Task brief: Wherever a line of the listing holds the string "crate", copy that line.

Provided records:

//! [`CommandAnnotator`]: an [`Annotator`] backed by an external process.
//!
//! Each batch spawns the configured command once, writes the batch as a JSON
//! array of `{"id", "text"}` objects to its stdin, and reads an
//! `{"annotations": [...]}` envelope from its stdout.

use std::{io::ErrorKind, process::Stdio, time::Duration};

use curate_core::annotator::{
  Annotation, AnnotationRequest, Annotator, parse_annotation_response,
};
use thiserror::Error;
use tokio::{io::AsyncWriteExt as _, process::Command};
use tracing::debug;

use crate::settings::AnnotatorSettings;

/// Longest stderr excerpt carried into an error message.
const STDERR_EXCERPT: usize = 400;

#[derive(Debug, Error)]
pub enum GatewayError {
  #[error("no annotator command configured")]
  NotConfigured,

  #[error("failed to start annotator `{command}`: {source}")]
  Spawn {
    command: String,
    #[source]
    source:  std::io::Error,
  },

  #[error("annotator I/O error: {0}")]
  Io(#[from] std::io::Error),

  #[error("annotator exited with {status}: {stderr}")]
  Exit { status: String, stderr: String },

  #[error("invalid annotator response: {0}")]
  InvalidResponse(#[from] curate_core::Error),

  #[error("failed to encode annotator request: {0}")]
  Encode(#[from] serde_json::Error),

  #[error("annotator timed out after {0}s")]
  Timeout(u64),
}

pub struct CommandAnnotator {
  command: String,
  args:    Vec<String>,
  timeout: Option<Duration>,
}

impl CommandAnnotator {
  pub fn new(settings: &AnnotatorSettings) -> Self {
    Self {
      command: settings.command.clone(),
      args:    settings.args.clone(),
      timeout: settings.timeout_secs.map(Duration::from_secs),
    }
  }

  async fn call(
    &self,
    batch: &[AnnotationRequest],
  ) -> Result<Vec<Annotation>, GatewayError> {
    if self.command.trim().is_empty() {
      return Err(GatewayError::NotConfigured);
    }
    let payload = serde_json::to_vec(batch)?;

    let mut child = Command::new(&self.command)
      .args(&self.args)
      .stdin(Stdio::piped())
      .stdout(Stdio::piped())
      .stderr(Stdio::piped())
      .kill_on_drop(true)
      .spawn()
      .map_err(|source| GatewayError::Spawn {
        command: self.command.clone(),
        source,
      })?;

    // Feed stdin while draining stdout and stderr; the child may answer
    // before it has read the whole batch.
    let stdin = child.stdin.take();
    let feed = async move {
      match stdin {
        // Dropping the handle closes the pipe so the child sees EOF.
        Some(mut stdin) => stdin.write_all(&payload).await,
        None => Ok(()),
      }
    };
    let (fed, output) = tokio::join!(feed, child.wait_with_output());
    let output = output?;

    if !output.status.success() {
      let stderr = String::from_utf8_lossy(&output.stderr);
      let stderr: String = stderr.trim().chars().take(STDERR_EXCERPT).collect();
      return Err(GatewayError::Exit {
        status: output.status.to_string(),
        stderr,
      });
    }

    match fed {
      Ok(()) => {}
      Err(e) if e.kind() == ErrorKind::BrokenPipe => {
        debug!("annotator exited before reading the whole batch");
      }
      Err(e) => return Err(e.into()),
    }

    let stdout = String::from_utf8_lossy(&output.stdout);
    let annotations = parse_annotation_response(&stdout)?;
    debug!(
      requested = batch.len(),
      returned = annotations.len(),
      "annotator responded"
    );
    Ok(annotations)
  }
}

impl Annotator for CommandAnnotator {
  type Error = GatewayError;

  async fn annotate(
    &self,
    batch: &[AnnotationRequest],
  ) -> Result<Vec<Annotation>, GatewayError> {
    match self.timeout {
      Some(limit) => tokio::time::timeout(limit, self.call(batch))
        .await
        .map_err(|_| GatewayError::Timeout(limit.as_secs()))?,
      None => self.call(batch).await,
    }
  }
}

#[cfg(all(test, unix))]
mod tests {
  use super::*;

  fn shell(script: &str, timeout_secs: Option<u64>) -> CommandAnnotator {
    CommandAnnotator::new(&AnnotatorSettings {
      command: "sh".into(),
      args: vec!["-c".into(), script.into()],
      timeout_secs,
    })
  }

  fn batch() -> Vec<AnnotationRequest> {
    vec![
      AnnotationRequest {
        id:   "r1".into(),
        text: "pierwszy".into(),
      },
      AnnotationRequest {
        id:   "r2".into(),
        text: "drugi".into(),
      },
    ]
  }

  #[tokio::test]
  async fn reads_envelope_from_stdout() {
    let annotator = shell(
      r#"cat > /dev/null; echo '{"annotations":[{"ref_id":"r1","cleavages":{"cleavage_trauma":0.5},"stance_label":"AGAINST"}]}'"#,
      None,
    );
    let annotations = annotator.annotate(&batch()).await.unwrap();
    assert_eq!(annotations.len(), 1);
    assert_eq!(annotations[0].ref_id, "r1");
    assert_eq!(annotations[0].cleavages["cleavage_trauma"], 0.5);
    assert!(annotations[0].tactics.is_empty());
  }

  #[tokio::test]
  async fn batch_is_written_to_stdin() {
    // Answers only if the second id arrived on stdin.
    let annotator = shell(
      r#"printf '{"annotations":[{"ref_id":'; grep -o '"r2"'; printf '}]}'"#,
      None,
    );
    let annotations = annotator.annotate(&batch()).await.unwrap();
    assert_eq!(annotations, vec![Annotation::empty("r2")]);
  }

  fn large_batch() -> Vec<AnnotationRequest> {
    vec![AnnotationRequest {
      id:   "big".into(),
      text: "x".repeat(200_000),
    }]
  }

  #[tokio::test]
  async fn output_before_reading_stdin_does_not_block() {
    // Writes more than a pipe buffer before touching stdin.
    let annotator = shell(
      r#"head -c 200000 /dev/zero | tr '\0' ' '; printf '{"annotations":[]}'; cat > /dev/null"#,
      Some(20),
    );
    let annotations = annotator.annotate(&large_batch()).await.unwrap();
    assert!(annotations.is_empty());
  }

  #[tokio::test]
  async fn early_exit_reports_stderr_not_broken_pipe() {
    let annotator = shell("echo 'refusing input' >&2; exit 4", Some(20));
    let err = annotator.annotate(&large_batch()).await.unwrap_err();
    assert!(matches!(err, GatewayError::Exit { .. }), "{err}");
    assert!(err.to_string().contains("refusing input"));
  }

  #[tokio::test]
  async fn non_zero_exit_fails_the_batch() {
    let annotator = shell("cat > /dev/null; echo 'model overloaded' >&2; exit 3", None);
    let err = annotator.annotate(&batch()).await.unwrap_err();
    assert!(matches!(err, GatewayError::Exit { .. }));
    assert!(err.to_string().contains("model overloaded"));
  }

  #[tokio::test]
  async fn garbage_output_is_invalid() {
    let annotator = shell("cat > /dev/null; echo 'not json'", None);
    let err = annotator.annotate(&batch()).await.unwrap_err();
    assert!(matches!(err, GatewayError::InvalidResponse(_)));
  }

  #[tokio::test]
  async fn slow_annotator_times_out() {
    let annotator = shell("sleep 5", Some(1));
    let err = annotator.annotate(&batch()).await.unwrap_err();
    assert!(matches!(err, GatewayError::Timeout(1)));
  }

  #[tokio::test]
  async fn missing_command_is_reported() {
    let annotator = CommandAnnotator::new(&AnnotatorSettings::default());
    assert!(matches!(
      annotator.annotate(&batch()).await,
      Err(GatewayError::NotConfigured)
    ));

    let annotator = CommandAnnotator::new(&AnnotatorSettings {
      command: "/definitely/not/a/binary".into(),
      ..AnnotatorSettings::default()
    });
    assert!(matches!(
      annotator.annotate(&batch()).await,
      Err(GatewayError::Spawn { .. })
    ));
  }
}
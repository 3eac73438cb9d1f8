//! JSONL ingestion into the pending pool.
//!
//! Each non-empty line must be a JSON object with a non-empty string `text`
//! (or, failing that, `full_text`). An optional `id` (string or number) is
//! kept when it is unique; anything else is skipped and counted.

use std::collections::HashSet;

use curate_core::record::ReviewRecord;
use serde_json::{Map, Value};
use tracing::{debug, info, warn};
use uuid::Uuid;

use crate::ReviewQueue;

/// Outcome of one ingestion call.
#[derive(Debug, Clone, Copy, Default, PartialEq, Eq)]
pub struct IngestReport {
  /// Records appended to the pool.
  pub added:   usize,
  /// Non-empty lines that were dropped.
  pub skipped: usize,
  /// Records whose supplied id collided and was suffixed.
  pub rekeyed: usize,
}

struct RawLine {
  id:   Option<String>,
  text: String,
}

impl ReviewQueue {
  /// Parse `input` and append every valid line as a `raw` record, in order.
  ///
  /// Never mutates existing records. Calling it twice with the same input
  /// adds the records twice, under distinct ids.
  pub fn ingest(&self, input: &str) -> IngestReport {
    let mut report = IngestReport::default();
    let mut lines = Vec::new();

    for (index, line) in input.lines().enumerate() {
      if line.trim().is_empty() {
        continue;
      }
      match parse_line(line) {
        Some(raw) => lines.push(raw),
        None => {
          debug!(line = index + 1, "skipped invalid ingestion line");
          report.skipped += 1;
        }
      }
    }

    self.with_store(|store| {
      let mut taken: HashSet<String> =
        store.pending().iter().map(|r| r.id.clone()).collect();
      let mut records = Vec::with_capacity(lines.len());

      for raw in lines {
        let id = match &raw.id {
          Some(wanted) if !taken.contains(wanted) => wanted.clone(),
          Some(wanted) => {
            let id = rekey(wanted, &taken);
            warn!(original = %wanted, assigned = %id, "duplicate record id re-keyed");
            report.rekeyed += 1;
            id
          }
          None => fresh_id(&taken),
        };
        taken.insert(id.clone());
        records.push(ReviewRecord::raw(id, raw.id, raw.text));
      }

      report.added = records.len();
      store.append(records);
    });

    info!(
      added = report.added,
      skipped = report.skipped,
      rekeyed = report.rekeyed,
      "ingested raw records"
    );
    report
  }
}

fn parse_line(line: &str) -> Option<RawLine> {
  let value: Value = serde_json::from_str(line).ok()?;
  let object = value.as_object()?;
  let text = text_field(object, "text").or_else(|| text_field(object, "full_text"))?;
  let id = match object.get("id") {
    Some(Value::String(s)) if !s.is_empty() => Some(s.clone()),
    Some(Value::Number(n)) => Some(n.to_string()),
    _ => None,
  };
  Some(RawLine { id, text })
}

fn text_field(object: &Map<String, Value>, key: &str) -> Option<String> {
  match object.get(key) {
    Some(Value::String(s)) if !s.is_empty() => Some(s.clone()),
    _ => None,
  }
}

fn rekey(wanted: &str, taken: &HashSet<String>) -> String {
  (1..)
    .map(|n| format!("{wanted}~{n}"))
    .find(|candidate| !taken.contains(candidate))
    .unwrap_or_else(|| fresh_id(taken))
}

fn fresh_id(taken: &HashSet<String>) -> String {
  loop {
    let id = Uuid::new_v4().to_string();
    if !taken.contains(&id) {
      return id;
    }
  }
}
//! Score helpers shared by merge, edits, and export.

/// Tactics at or below this suggested score are not seeded for review.
pub const TACTIC_THRESHOLD: f64 = 0.3;

/// Slack absorbed before rounding so that decimal halves stored as binary
/// floats just below the half (0.35 is 0.34999…) still round up.
const ROUNDING_SLACK: f64 = 1e-9;

/// A score is usable if it is finite and within `[0.0, 1.0]`.
pub fn is_valid(score: f64) -> bool {
  score.is_finite() && (0.0..=1.0).contains(&score)
}

/// Format a score to one decimal place, rounding half up on the decimal value.
///
/// `0.35 → "0.4"`, `0.25 → "0.3"`, `0.95 → "1.0"`, `0.31 → "0.3"`.
pub fn format_one_decimal(score: f64) -> String {
  let tenths = (score * 10.0 + 0.5 + ROUNDING_SLACK).floor();
  format!("{:.1}", tenths / 10.0)
}

/// Whether a suggested tactic score clears [`TACTIC_THRESHOLD`].
pub fn clears_tactic_threshold(score: f64) -> bool { score > TACTIC_THRESHOLD }

#[cfg(test)]
mod tests {
  use super::*;

  #[test]
  fn rounds_half_up() {
    assert_eq!(format_one_decimal(0.35), "0.4");
    assert_eq!(format_one_decimal(0.25), "0.3");
    assert_eq!(format_one_decimal(0.45), "0.5");
    assert_eq!(format_one_decimal(0.95), "1.0");
  }

  #[test]
  fn rounds_down_below_half() {
    assert_eq!(format_one_decimal(0.31), "0.3");
    assert_eq!(format_one_decimal(0.649), "0.6");
    assert_eq!(format_one_decimal(0.9), "0.9");
    assert_eq!(format_one_decimal(1.0), "1.0");
    assert_eq!(format_one_decimal(0.0), "0.0");
  }

  #[test]
  fn threshold_is_strict() {
    assert!(!clears_tactic_threshold(0.3));
    assert!(!clears_tactic_threshold(0.2));
    assert!(clears_tactic_threshold(0.35));
  }

  #[test]
  fn validity_bounds() {
    assert!(is_valid(0.0));
    assert!(is_valid(1.0));
    assert!(!is_valid(1.01));
    assert!(!is_valid(-0.1));
    assert!(!is_valid(f64::NAN));
  }
}
//! [`Orchestrator`] drives raw records through an [`Annotator`] in
//! fixed-size chunks, one chunk at a time.
//!
//! Per chunk: mark records `annotating`, await the annotator, then either
//! merge the results or mark the chunk `error`. A failed chunk never stops the
//! run and is never retried automatically.

use std::{
  collections::HashSet,
  sync::{
    Arc,
    atomic::{AtomicBool, Ordering},
  },
};

use curate_core::{
  annotator::{Annotation, AnnotationRequest, Annotator},
  codex::Codex,
  lifecycle::Status,
};
use tracing::{debug, error, info, warn};

use crate::{Error, RecordStore, Result, ReviewQueue, merge::merge_annotation};

/// Records per annotator call unless configured otherwise.
pub const DEFAULT_CHUNK_SIZE: usize = 5;

/// Message recorded on a record the annotator silently left out.
pub const UNMATCHED_MESSAGE: &str = "annotator returned no result for this record";

const FALLBACK_FAILURE_MESSAGE: &str = "annotation batch failed";

// ─── Report ──────────────────────────────────────────────────────────────────

/// Outcome of one [`Orchestrator::run`].
#[derive(Debug, Clone, Copy, Default, PartialEq, Eq)]
pub struct RunReport {
  /// Chunks sent to the annotator.
  pub chunks:    usize,
  /// Records that reached `pending_review`.
  pub merged:    usize,
  /// Records marked `error` because their chunk failed.
  pub failed:    usize,
  /// Records marked `error` because the annotator omitted them.
  pub unmatched: usize,
}

#[derive(Default)]
struct ChunkOutcome {
  merged:    usize,
  unmatched: usize,
}

// ─── Orchestrator ────────────────────────────────────────────────────────────

pub struct Orchestrator<A> {
  queue:      ReviewQueue,
  annotator:  A,
  codex:      Arc<Codex>,
  chunk_size: usize,
  busy:       Arc<AtomicBool>,
}

impl<A: Annotator> Orchestrator<A> {
  pub fn new(queue: ReviewQueue, annotator: A, codex: Arc<Codex>) -> Self {
    Self {
      queue,
      annotator,
      codex,
      chunk_size: DEFAULT_CHUNK_SIZE,
      busy: Arc::new(AtomicBool::new(false)),
    }
  }

  /// Override the chunk size. Zero is rejected.
  pub fn with_chunk_size(mut self, chunk_size: usize) -> Result<Self> {
    if chunk_size == 0 {
      return Err(Error::InvalidChunkSize);
    }
    self.chunk_size = chunk_size;
    Ok(self)
  }

  pub fn chunk_size(&self) -> usize { self.chunk_size }

  /// True from the start of a run until its last chunk has been handled.
  pub fn is_busy(&self) -> bool { self.busy.load(Ordering::Acquire) }

  /// Annotate every record that is `raw` at the moment the run starts.
  ///
  /// Returns [`Error::AnnotationInProgress`] if another run on this
  /// orchestrator has not finished.
  #[tracing::instrument(skip(self), fields(chunk_size = self.chunk_size))]
  pub async fn run(&self) -> Result<RunReport> {
    if self
      .busy
      .compare_exchange(false, true, Ordering::AcqRel, Ordering::Acquire)
      .is_err()
    {
      return Err(Error::AnnotationInProgress);
    }
    let _busy = BusyGuard(&self.busy);

    let ids = self.queue.read(|s| s.ids_with_status(Status::Raw));
    let mut report = RunReport::default();

    for (index, chunk) in ids.chunks(self.chunk_size).enumerate() {
      let batch = self.queue.with_store(|s| s.begin_annotation(chunk));
      if batch.is_empty() {
        continue;
      }
      report.chunks += 1;
      debug!(chunk = index + 1, records = batch.len(), "annotating chunk");

      match self.annotator.annotate(&batch).await {
        Ok(annotations) => {
          let outcome = self
            .queue
            .with_store(|s| apply_annotations(s, &batch, annotations, &self.codex));
          report.merged += outcome.merged;
          report.unmatched += outcome.unmatched;
        }
        Err(e) => {
          let mut message = e.to_string();
          if message.trim().is_empty() {
            message = FALLBACK_FAILURE_MESSAGE.to_owned();
          }
          error!(chunk = index + 1, error = %message, "annotation chunk failed");
          report.failed += self.queue.with_store(|s| s.fail_annotation(&batch, &message));
        }
      }
    }

    info!(
      chunks = report.chunks,
      merged = report.merged,
      failed = report.failed,
      unmatched = report.unmatched,
      "annotation run finished"
    );
    Ok(report)
  }
}

/// Clears the busy flag however the run ends.
struct BusyGuard<'a>(&'a AtomicBool);

impl Drop for BusyGuard<'_> {
  fn drop(&mut self) { self.0.store(false, Ordering::Release); }
}

/// Merge a successful chunk response, scoped to the chunk's ids.
fn apply_annotations(
  store: &mut RecordStore,
  batch: &[AnnotationRequest],
  annotations: Vec<Annotation>,
  codex: &Codex,
) -> ChunkOutcome {
  let submitted: HashSet<&str> = batch.iter().map(|r| r.id.as_str()).collect();
  let mut answered: HashSet<String> = HashSet::new();
  let mut outcome = ChunkOutcome::default();

  for annotation in annotations {
    if !submitted.contains(annotation.ref_id.as_str()) {
      warn!(ref_id = %annotation.ref_id, "ignoring result for an id outside the chunk");
      continue;
    }
    if !answered.insert(annotation.ref_id.clone()) {
      warn!(ref_id = %annotation.ref_id, "ignoring duplicate result");
      continue;
    }
    // Rejected mid-flight records are simply gone.
    if let Some(record) = store.get_mut(&annotation.ref_id)
      && record.status == Status::Annotating
    {
      merge_annotation(record, annotation, codex);
      outcome.merged += 1;
    }
  }

  for request in batch {
    if answered.contains(&request.id) {
      continue;
    }
    if let Ok(record) = store.transition(&request.id, Status::Error) {
      warn!(record = %request.id, "annotator returned no result");
      record.error_message = Some(UNMATCHED_MESSAGE.to_owned());
      outcome.unmatched += 1;
    }
  }

  outcome
}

Your response:
use crate::settings::AnnotatorSettings;
use crate::ReviewQueue;
use crate::{Error, RecordStore, Result, ReviewQueue, merge::merge_annotation};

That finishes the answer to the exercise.